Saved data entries
· · · · · · ·

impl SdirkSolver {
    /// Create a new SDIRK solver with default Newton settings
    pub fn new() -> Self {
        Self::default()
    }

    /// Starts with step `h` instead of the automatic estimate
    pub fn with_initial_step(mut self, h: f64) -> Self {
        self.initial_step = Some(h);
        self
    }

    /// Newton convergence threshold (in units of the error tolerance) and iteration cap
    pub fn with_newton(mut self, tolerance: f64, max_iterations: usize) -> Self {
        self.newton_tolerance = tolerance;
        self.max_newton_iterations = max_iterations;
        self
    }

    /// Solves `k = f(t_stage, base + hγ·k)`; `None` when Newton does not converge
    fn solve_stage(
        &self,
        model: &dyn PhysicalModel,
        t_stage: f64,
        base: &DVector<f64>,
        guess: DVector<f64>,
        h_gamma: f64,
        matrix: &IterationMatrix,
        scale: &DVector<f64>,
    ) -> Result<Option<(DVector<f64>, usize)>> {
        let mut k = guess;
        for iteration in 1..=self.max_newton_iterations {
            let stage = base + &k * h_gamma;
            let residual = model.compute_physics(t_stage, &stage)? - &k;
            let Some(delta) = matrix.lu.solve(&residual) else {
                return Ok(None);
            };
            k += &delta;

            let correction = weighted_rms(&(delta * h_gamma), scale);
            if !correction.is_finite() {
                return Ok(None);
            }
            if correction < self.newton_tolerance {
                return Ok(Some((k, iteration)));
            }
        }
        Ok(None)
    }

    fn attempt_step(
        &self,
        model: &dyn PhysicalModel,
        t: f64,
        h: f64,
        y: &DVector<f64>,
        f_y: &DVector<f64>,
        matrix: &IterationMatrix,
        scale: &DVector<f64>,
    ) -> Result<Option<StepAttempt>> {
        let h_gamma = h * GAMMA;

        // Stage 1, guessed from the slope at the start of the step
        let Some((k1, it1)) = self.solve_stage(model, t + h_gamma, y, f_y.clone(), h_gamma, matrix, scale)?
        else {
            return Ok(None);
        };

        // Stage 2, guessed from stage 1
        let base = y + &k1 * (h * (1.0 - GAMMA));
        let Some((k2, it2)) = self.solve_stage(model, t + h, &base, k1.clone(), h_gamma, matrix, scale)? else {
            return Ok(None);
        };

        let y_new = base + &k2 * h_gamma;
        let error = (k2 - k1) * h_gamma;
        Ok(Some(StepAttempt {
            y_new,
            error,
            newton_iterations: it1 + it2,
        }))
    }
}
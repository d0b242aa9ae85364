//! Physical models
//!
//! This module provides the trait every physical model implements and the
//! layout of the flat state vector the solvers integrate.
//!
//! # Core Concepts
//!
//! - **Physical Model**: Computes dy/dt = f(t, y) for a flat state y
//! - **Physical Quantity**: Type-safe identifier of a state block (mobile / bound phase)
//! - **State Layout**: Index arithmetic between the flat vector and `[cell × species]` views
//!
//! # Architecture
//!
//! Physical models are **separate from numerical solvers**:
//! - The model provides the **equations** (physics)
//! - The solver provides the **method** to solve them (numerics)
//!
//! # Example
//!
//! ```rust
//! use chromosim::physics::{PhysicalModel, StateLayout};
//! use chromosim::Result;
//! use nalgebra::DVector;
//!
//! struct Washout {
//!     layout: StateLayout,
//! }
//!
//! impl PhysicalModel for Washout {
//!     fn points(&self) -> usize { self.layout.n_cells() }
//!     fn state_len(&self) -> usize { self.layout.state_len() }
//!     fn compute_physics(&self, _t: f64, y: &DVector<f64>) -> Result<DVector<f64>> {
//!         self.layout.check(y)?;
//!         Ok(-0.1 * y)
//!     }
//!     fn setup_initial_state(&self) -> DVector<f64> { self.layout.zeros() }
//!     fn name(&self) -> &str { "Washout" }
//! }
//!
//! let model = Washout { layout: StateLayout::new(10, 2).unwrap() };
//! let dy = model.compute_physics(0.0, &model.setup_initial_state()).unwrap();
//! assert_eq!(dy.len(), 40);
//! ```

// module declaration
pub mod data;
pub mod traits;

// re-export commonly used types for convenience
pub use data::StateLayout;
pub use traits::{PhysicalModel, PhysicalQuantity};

· · · · · · ·

Directions
Reply with the lines from the first line of the entries through the line that contains "pub fn with_initial_step(mut", repeated exactly with both ends kept, and with nothing else.

Output
impl SdirkSolver {
    /// Create a new SDIRK solver with default Newton settings
    pub fn new() -> Self {
        Self::default()
    }

    /// Starts with step `h` instead of the automatic estimate
    pub fn with_initial_step(mut self, h: f64) -> Self {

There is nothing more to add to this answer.